Goals for Life Gala

Written by NYPress on . Posted in Dining Our Town, Dining West Side Spirit, Our Town, Our Town Downtown, West Side Spirit.


Upper East Side chefs raise money for Brazilian children’s illness research institute

By Helaina Hovitz

Two of the Upper East Side’s most prominent chefs also happen to be among the most world renowned, and they were the MVPs the Goals for Life Gala, which took place on Wednesday, May 8th. Along with four other chefs, they took to the kitchen (and stage) at Gotham Hall (1356 Broadway and 36th Street) for an upscale fundraiser benefitting the Pelé Little Prince Research Institute in Brazil.
The Institute is backed by Brazil’s famed “King of Soccer,” Pelé himself, who devoted his life to philanthropy since retiring from the sport.

“Being a nonprofit in Brazil isn’t very common, and we were [initially] afraid because we didn’t have the resources to fund it,” said Jose Alvaro Carneiro C.E.O. of the children’s hospital. “Then Pelé approached us, and now we believe in the long run we will fundraise enough to pay the bills.”

Michael Troisgros, Daniel Humm, Pele, Alex Atala, Roberta Sudbrack, Daniel Boulud, Claude Troisgros. Photo by Karissa Van Tassel

Michael Troisgros, Daniel Humm, Pele, Alex Atala, Roberta Sudbrack, Daniel Boulud, Claude Troisgros. Photo by Karissa Van Tassel

The clear culinary star of the evening was Chef Daniel Boloud, who owns Upper East Side restaurants Daniel (60 East 65th Street) and Café Boloud (20 East 76th Street).

A course each was also prepared by Brazilian chef Alex Atala, Roberta Sudbrack, the first woman to be selected as head chef for a Brazilian President, and French Brazilian chefs and event founders Claude Troisgros and his son Thomas.

Before the meal was served, the chefs did a quick on-stage demonstration to show how the dish was made.

Dessert, made by Daniel Humm, owner of Eleven Park Madison (11 Madison Avenue), was based on a “New York pretzel” and featured peanut butter shortbread, peanut brittle, malted milk sorbet, malt sponge candy, malt yogurt, pretzel crisps, and peanut butter salted caramel.

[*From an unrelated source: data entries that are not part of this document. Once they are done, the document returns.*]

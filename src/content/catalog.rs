//! # Catálogo Estático — Todo o Conteúdo da Página
//!
//! O conteúdo educacional é **dado**, não código: listas ordenadas de
//! registros definidas uma única vez como itens `static`. Nada aqui é
//! mutado durante a vida do processo.
//!
//! O texto exibido ao usuário está em russo, o idioma do público da página.

use serde::Serialize;

use super::records::{
    ApplicationPanel, ArchitectureRecord, FactCell, FutureDirectionRecord, ImageRef, NavLink,
    Progress, ResearchAreaRecord, SectionHeader,
};
use crate::ui::Tab;

/// Agrupa todos os catálogos e textos fixos da página.
///
/// Os handlers recebem um `&'static Catalog` via [`crate::web::state::AppState`].
#[derive(Debug, Serialize)]
pub struct Catalog {
    pub site_title: &'static str,
    pub nav_links: &'static [NavLink],
    pub hero: Hero,
    pub architectures_header: SectionHeader,
    pub architectures: &'static [ArchitectureRecord],
    pub applications_header: SectionHeader,
    /// Um painel por aba, na ordem de [`Tab::ALL`].
    pub application_panels: &'static [ApplicationPanel; 4],
    pub research_header: SectionHeader,
    pub research_areas: &'static [ResearchAreaRecord],
    pub future_header: SectionHeader,
    pub future_directions: &'static [FutureDirectionRecord],
    pub ethics: Ethics,
    pub footer: &'static str,
}

/// Seção de abertura da página.
#[derive(Debug, Serialize)]
pub struct Hero {
    pub heading: &'static str,
    pub paragraphs: &'static [&'static str],
    pub call_to_action: &'static str,
    pub image: ImageRef,
}

/// Card de destaque sobre ética e segurança da IA.
#[derive(Debug, Serialize)]
pub struct Ethics {
    pub heading: &'static str,
    pub intro: &'static str,
    pub challenges: &'static [&'static str],
    pub image: ImageRef,
}

impl Catalog {
    /// Painel de conteúdo associado a uma aba.
    pub fn panel(&self, tab: Tab) -> &ApplicationPanel {
        &self.application_panels[tab.position()]
    }
}

/// O catálogo único da aplicação.
pub static CATALOG: Catalog = Catalog {
    site_title: "Искусственный интеллект",
    nav_links: &[
        NavLink { anchor: "tech", label: "Технологии" },
        NavLink { anchor: "applications", label: "Применение" },
        NavLink { anchor: "research", label: "Исследования" },
        NavLink { anchor: "future", label: "Будущее" },
    ],
    hero: Hero {
        heading: "Искусственный интеллект: его возможности и потенциал",
        paragraphs: &[
            "Искусственный интеллект трансформирует современный мир, открывая невероятные \
             возможности во всех сферах человеческой деятельности. От медицинской диагностики \
             до создания произведений искусства, от автономных транспортных средств до \
             персонализированного образования — ИИ меняет способы решения сложнейших задач.",
            "Нейронные сети, вдохновлённые структурой человеческого мозга, позволяют машинам \
             обучаться на основе данных, распознавать сложные паттерны и принимать решения. \
             Современные архитектуры глубокого обучения достигли уровня, превосходящего \
             человеческие возможности во многих задачах — от распознавания образов до \
             обработки естественного языка.",
        ],
        call_to_action: "Исследовать технологии",
        image: ImageRef {
            src: "https://cdn.poehali.dev/projects/f2aa839e-1e15-4f24-a170-066a6340f5a4/files/fccc9ff5-2b83-4f0f-a87b-fd00d1ebc1b7.jpg",
            alt: "Neural Network",
        },
    },
    architectures_header: SectionHeader {
        anchor: "tech",
        badge: "Архитектуры",
        heading: "Типы нейронных сетей",
        paragraphs: &[
            "Детальный разбор основных архитектур современных нейронных сетей. Каждая \
             архитектура разработана для решения специфических задач и обладает уникальными \
             особенностями, которые делают её оптимальной для определённых типов данных и \
             применений.",
            "Нажмите на карточку, чтобы узнать больше о применении и ключевых особенностях \
             каждой архитектуры.",
        ],
    },
    architectures: &[
        ArchitectureRecord {
            title: "Сверточные нейронные сети (CNN)",
            description: "Специализированная архитектура для обработки данных с сеточной \
                          топологией, таких как изображения",
            icon: "Grid3x3",
            applications: &[
                "Компьютерное зрение",
                "Распознавание образов",
                "Медицинская диагностика",
            ],
            key_features: &["Свертка", "Pooling", "Feature extraction", "Иерархическое обучение"],
        },
        ArchitectureRecord {
            title: "Рекуррентные сети (RNN/LSTM)",
            description: "Архитектура для работы с последовательными данными и временными рядами",
            icon: "GitBranch",
            applications: &[
                "Обработка естественного языка",
                "Предсказание временных рядов",
                "Генерация текста",
            ],
            key_features: &[
                "Память состояний",
                "Долгосрочные зависимости",
                "Backpropagation through time",
            ],
        },
        ArchitectureRecord {
            title: "Трансформеры (Transformer)",
            description: "Современная архитектура на основе механизма внимания для параллельной \
                          обработки последовательностей",
            icon: "Sparkles",
            applications: &["GPT модели", "BERT", "Машинный перевод", "Мультимодальные модели"],
            key_features: &[
                "Self-attention",
                "Позиционное кодирование",
                "Параллелизация",
                "Масштабируемость",
            ],
        },
        ArchitectureRecord {
            title: "Генеративные состязательные сети (GAN)",
            description: "Две нейросети соревнуются: генератор создает данные, дискриминатор \
                          их оценивает",
            icon: "Users",
            applications: &[
                "Генерация изображений",
                "Style transfer",
                "Deepfake",
                "Дополнение данных",
            ],
            key_features: &[
                "Adversarial training",
                "Генератор",
                "Дискриминатор",
                "Nash equilibrium",
            ],
        },
    ],
    applications_header: SectionHeader {
        anchor: "applications",
        badge: "Области применения",
        heading: "Где используется ИИ",
        paragraphs: &[
            "Искусственный интеллект проникает во все сферы нашей жизни, революционизируя \
             способы работы, обучения, лечения и взаимодействия с технологиями. От \
             промышленного производства до творческих индустрий — ИИ открывает новые \
             горизонты возможностей.",
        ],
    },
    application_panels: &[
        ApplicationPanel {
            tab: Tab::Vision,
            icon: "Eye",
            title: "Компьютерное зрение",
            description: "Распознавание объектов, сегментация изображений, детекция лиц, \
                          автономные транспортные средства, медицинская визуализация",
            facts: [
                FactCell { heading: "Технологии", body: "YOLO, Mask R-CNN, EfficientNet" },
                FactCell { heading: "Точность", body: "95-99% на ImageNet" },
            ],
        },
        ApplicationPanel {
            tab: Tab::Nlp,
            icon: "MessageSquare",
            title: "Обработка естественного языка",
            description: "Машинный перевод, генерация текста, чат-боты, sentiment analysis, \
                          извлечение информации из документов",
            facts: [
                FactCell { heading: "Модели", body: "GPT-4, BERT, T5, LLaMA" },
                FactCell { heading: "Параметры", body: "До 1.7 трлн параметров" },
            ],
        },
        ApplicationPanel {
            tab: Tab::Robotics,
            icon: "Bot",
            title: "Роботизированные системы",
            description: "Промышленная автоматизация, автономные дроны, роботы-ассистенты, \
                          манипуляция объектами, навигация",
            facts: [
                FactCell { heading: "Методы", body: "RL, Imitation Learning, SLAM" },
                FactCell { heading: "Применение", body: "Логистика, производство" },
            ],
        },
        ApplicationPanel {
            tab: Tab::Healthcare,
            icon: "Heart",
            title: "Медицина и здравоохранение",
            description: "Диагностика заболеваний, анализ медицинских изображений, разработка \
                          лекарств, персонализированная медицина, прогнозирование",
            facts: [
                FactCell { heading: "Области", body: "Онкология, кардиология, радиология" },
                FactCell { heading: "Результаты", body: "Точность диагностики экспертов" },
            ],
        },
    ],
    research_header: SectionHeader {
        anchor: "research",
        badge: "Научные прорывы",
        heading: "Ключевые исследования",
        paragraphs: &[
            "Основополагающие работы, изменившие развитие искусственного интеллекта. Эти \
             исследования стали краеугольными камнями современного машинного обучения и \
             открыли путь к созданию систем, способных решать задачи, ранее доступные только \
             человеку.",
            "Каждая область представляет собой активное направление исследований с постоянными \
             инновациями и прорывами, расширяющими границы возможного.",
        ],
    },
    research_areas: &[
        ResearchAreaRecord {
            title: "Компьютерное зрение",
            papers: &["ResNet (2015)", "YOLO (2016)", "Vision Transformer (2020)"],
            icon: "Eye",
        },
        ResearchAreaRecord {
            title: "Обработка естественного языка",
            papers: &["Attention is All You Need (2017)", "GPT-3 (2020)", "BERT (2018)"],
            icon: "MessageSquare",
        },
        ResearchAreaRecord {
            title: "Reinforcement Learning",
            papers: &["AlphaGo (2016)", "DQN (2015)", "PPO (2017)"],
            icon: "Gamepad2",
        },
        ResearchAreaRecord {
            title: "Multimodal AI",
            papers: &["CLIP (2021)", "DALL-E 2 (2022)", "GPT-4 Vision (2023)"],
            icon: "Layers",
        },
    ],
    future_header: SectionHeader {
        anchor: "future",
        badge: "Перспективы",
        heading: "Будущее искусственного интеллекта",
        paragraphs: &[
            "Направления развития и потенциальные прорывы в области ИИ. Мы стоим на пороге \
             фундаментальных изменений в технологии искусственного интеллекта, которые могут \
             радикально трансформировать общество и открыть новые возможности для \
             человечества.",
            "От квантовых вычислений до искусственного общего интеллекта — эти направления \
             определяют будущее технологического прогресса на десятилетия вперёд.",
        ],
    },
    future_directions: &[
        FutureDirectionRecord {
            title: "Искусственный общий интеллект (AGI)",
            description: "Разработка систем с универсальными когнитивными способностями",
            progress: Progress::new(15),
            icon: "Brain",
        },
        FutureDirectionRecord {
            title: "Квантовое машинное обучение",
            description: "Использование квантовых компьютеров для ускорения обучения",
            progress: Progress::new(25),
            icon: "Atom",
        },
        FutureDirectionRecord {
            title: "Нейроморфные вычисления",
            description: "Чипы, имитирующие структуру биологического мозга",
            progress: Progress::new(40),
            icon: "Cpu",
        },
        FutureDirectionRecord {
            title: "Объяснимый ИИ (XAI)",
            description: "Создание прозрачных и интерпретируемых моделей",
            progress: Progress::new(55),
            icon: "FileSearch",
        },
    ],
    ethics: Ethics {
        heading: "Этика и безопасность ИИ",
        intro: "С развитием мощных систем ИИ становится критически важным обеспечить их \
                безопасность, прозрачность и соответствие человеческим ценностям. Основные \
                вызовы:",
        challenges: &[
            "Предвзятость и справедливость",
            "Прозрачность решений",
            "Контроль и выравнивание целей",
            "Конфиденциальность данных",
        ],
        image: ImageRef {
            src: "https://cdn.poehali.dev/projects/f2aa839e-1e15-4f24-a170-066a6340f5a4/files/1e28251e-f4d4-42a8-93f8-a0c783d777c3.jpg",
            alt: "AI Ethics",
        },
    },
    footer: "© 2025 Искусственный интеллект: возможности и потенциал",
};

#[cfg(test)]
mod tests {
    use super::*;

    /// Os painéis seguem exatamente a ordem das abas
    #[test]
    fn test_panels_match_tab_order() {
        for tab in Tab::ALL {
            assert_eq!(CATALOG.panel(tab).tab, tab);
        }
    }

    /// Cada seção tem quatro entradas
    #[test]
    fn test_catalog_sizes() {
        assert_eq!(CATALOG.architectures.len(), 4);
        assert_eq!(CATALOG.research_areas.len(), 4);
        assert_eq!(CATALOG.future_directions.len(), 4);
        assert_eq!(CATALOG.ethics.challenges.len(), 4);
        assert_eq!(CATALOG.nav_links.len(), 4);
    }

    /// Todo registro de arquitetura tem aplicações e características
    #[test]
    fn test_architectures_have_details() {
        for arch in CATALOG.architectures {
            assert!(!arch.applications.is_empty(), "{} sem aplicações", arch.title);
            assert!(!arch.key_features.is_empty(), "{} sem características", arch.title);
        }
    }

    /// As âncoras da navegação apontam para seções existentes
    #[test]
    fn test_nav_links_point_to_sections() {
        let anchors = [
            CATALOG.architectures_header.anchor,
            CATALOG.applications_header.anchor,
            CATALOG.research_header.anchor,
            CATALOG.future_header.anchor,
        ];
        for link in CATALOG.nav_links {
            assert!(anchors.contains(&link.anchor), "âncora órfã: {}", link.anchor);
        }
    }

    /// Imagens externas são absolutas e têm texto alternativo
    #[test]
    fn test_images_are_absolute_with_alt() {
        for image in [&CATALOG.hero.image, &CATALOG.ethics.image] {
            assert!(image.src.starts_with("https://"));
            assert!(!image.alt.is_empty());
        }
    }
}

“I think chefs in general are giving people,” he said. “We try to support a lot of different charities like Share Our Strength [a group that fights child hunger]. We also did work to raise money for upkeep of Madison Square Park,” he said.

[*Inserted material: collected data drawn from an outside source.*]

//! # Módulo Content — O Conteúdo Estático da Página
//!
//! Todo texto, número e URL exibido pela página vive aqui, como dados
//! imutáveis carregados junto com o binário:
//!
//! - [`records`] — tipos dos registros ([`ArchitectureRecord`], [`Progress`], ...)
//! - [`catalog`] — o [`Catalog`] único ([`CATALOG`]) com todas as seções
//!
//! Nenhuma operação aqui falha ou muta estado. A única regra de validação,
//! `progress ∈ [0, 100]`, é verificada em tempo de compilação por
//! [`Progress::new`].

pub mod catalog;
pub mod records;

pub use catalog::{Catalog, CATALOG};
pub use records::{
    ApplicationPanel, ArchitectureRecord, FutureDirectionRecord, Progress, ResearchAreaRecord,
};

At Eleven Park Madison, the menu changes every day, which is “hard to keep up with, but fun, too,” but there is one permanent staple on the three-time Michelin Star winning menu: the whole roasted duck.

Humm, who originally hales from Switzerland, won the 2013 James Beard Foundation’s “Outstanding Chef” award, and has also been awarded several other honorable titles.

At the gala, everyone seemed perfectly content to wait until the first dish came out at 8:45 p.m. (the dinner started a 7:30), Flowers Ceviche with Orange Blossom Vinaigrette smothered in pepper, but I didn’t have the time — or stomach — enough to wait for the other four courses to make their way around the room. Nearly passing out from hunger, I left the glamorous world of a ballroom decorated in purple orchids and black linens to grab a chicken cutlet sandwich.

At $2,500 a seat, the event raised $700,000 for the Pelé Institute, which is currently the largest center for complex pediatric illnesses in Brazil.